**TASK INSTRUCTIONS**. What you return must be every line below that includes the word "seen".

[DATA SUPPLIED]

//! Hint to function-code resolution with keyword fallback.

use std::sync::Arc;

use thiserror::Error;
use tracing::{debug, info, warn};

use super::{EmbeddingVariant, FunctionEntry, SelectionPolicy, keyword_codes};
use crate::config::Settings;
use crate::oracle::{OracleClientTrait, OracleError};
use crate::store::{RecordStore, StoreError};

/// Where a resolution came from.
#[derive(Debug, Clone, Copy, PartialEq, Eq)]
pub enum ResolutionSource {
    Embedding,
    Keyword,
}

impl std::fmt::Display for ResolutionSource {
    fn fmt(&self, f: &mut std::fmt::Formatter<'_>) -> std::fmt::Result {
        match self {
            Self::Embedding => write!(f, "embedding"),
            Self::Keyword => write!(f, "keyword matching"),
        }
    }
}

/// Outcome of a resolution that did not fail.
#[derive(Debug, Clone, PartialEq)]
pub enum FunctionResolution {
    /// At least one function matched. Entries are ranked, codes are unique.
    Resolved {
        entries: Vec<FunctionEntry>,
        source: ResolutionSource,
    },
    /// Nothing matched: proceed without a function filter.
    NoMatch,
}

/// The similarity search could not run and no keyword matched either.
#[derive(Debug, Error)]
pub enum ResolveError {
    #[error("Embedding failed: {0}")]
    Embedding(#[from] OracleError),

    #[error("Similarity search failed: {0}")]
    Search(#[from] StoreError),
}

impl ResolveError {
    /// Missing index or missing embedding support: the keyword path is the
    /// normal route, not a failure.
    fn is_expected(&self) -> bool {
        matches!(
            self,
            Self::Search(StoreError::IndexNotFound(_)) | Self::Embedding(OracleError::Unsupported(_))
        )
    }
}

/// Resolves free-text hints to building function codes.
pub struct FunctionResolver {
    oracle: Arc<dyn OracleClientTrait>,
    store: Arc<dyn RecordStore>,
    embedding_model: String,
    policy: SelectionPolicy,
    candidates: usize,
}

impl FunctionResolver {
    pub fn new(oracle: Arc<dyn OracleClientTrait>, store: Arc<dyn RecordStore>, settings: &Settings) -> Self {
        Self {
            oracle,
            store,
            embedding_model: settings.embedding_model.clone(),
            policy: settings.function_policy,
            candidates: settings.function_candidates.max(1),
        }
    }

    /// Resolves `hint` to ranked catalog entries.
    ///
    /// Runs the similarity search and applies the selection policy; when that
    /// fails or leaves nothing, falls back to the keyword table with a score
    /// of `1.0` per match.
    ///
    /// # Errors
    ///
    /// Returns the search error only when the search failed unexpectedly and
    /// the keyword table matched nothing either.
    pub fn resolve(&self, hint: &str) -> Result<FunctionResolution, ResolveError> {
        let search_error = match self.search_embeddings(hint) {
            Ok(entries) if !entries.is_empty() => {
                info!(count = entries.len(), "functions resolved via embedding");
                return Ok(FunctionResolution::Resolved {
                    entries,
                    source: ResolutionSource::Embedding,
                });
            }
            Ok(_) => {
                debug!("similarity search left no candidates");
                None
            }
            Err(e) if e.is_expected() => {
                debug!(error = %e, "similarity search unavailable");
                None
            }
            Err(e) => {
                warn!(error = %e, "similarity search failed, trying keywords");
                Some(e)
            }
        };

        let entries = self.match_keywords(hint);
        if !entries.is_empty() {
            info!(count = entries.len(), "functions resolved via keyword matching");
            return Ok(FunctionResolution::Resolved {
                entries,
                source: ResolutionSource::Keyword,
            });
        }

        match search_error {
            Some(e) => Err(e),
            None => Ok(FunctionResolution::NoMatch),
        }
    }

    fn search_embeddings(&self, hint: &str) -> Result<Vec<FunctionEntry>, ResolveError> {
        let embedding = self.oracle.embed(&self.embedding_model, hint)?;
        let variant = EmbeddingVariant::for_model(&self.embedding_model);

        let mut ranked = self
            .store
            .similarity_search(&embedding, variant, self.candidates)?;
        ranked.sort_by(|a, b| {
            b.similarity_score
                .unwrap_or(f64::MIN)
                .total_cmp(&a.similarity_score.unwrap_or(f64::MIN))
        });
        dedup_codes(&mut ranked);

        Ok(self.policy.select(ranked))
    }

    /// Keyword matches, named from the catalog when it is reachable.
    ///
    /// With a reachable catalog, codes it does not know are dropped. Without
    /// one, the matched keyword stands in for the name.
    fn match_keywords(&self, hint: &str) -> Vec<FunctionEntry> {
        let matches = keyword_codes(hint);
        if matches.is_empty() {
            return Vec::new();
        }

        let codes: Vec<i64> = matches.iter().map(|(_, code)| *code).collect();
        let entries = match self.store.lookup_functions(&codes) {
            Ok(found) => found,
            Err(e) => {
                warn!(error = %e, "function lookup failed, using keywords as names");
                matches
                    .iter()
                    .map(|(keyword, code)| FunctionEntry {
                        code: *code,
                        name: (*keyword).to_string(),
                        description: String::new(),
                        similarity_score: None,
                    })
                    .collect()
            }
        };

        entries
            .into_iter()
            .map(|entry| FunctionEntry {
                similarity_score: Some(1.0),
                ..entry
            })
            .collect()
    }
}

fn dedup_codes(entries: &mut Vec<FunctionEntry>) {
    let mut seen = std::collections::HashSet::new();
    entries.retain(|e| seen.insert(e.code));
}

[/DATA SUPPLIED]

**COMPLETED TASK**.
    let mut seen = std::collections::HashSet::new();
    entries.retain(|e| seen.insert(e.code));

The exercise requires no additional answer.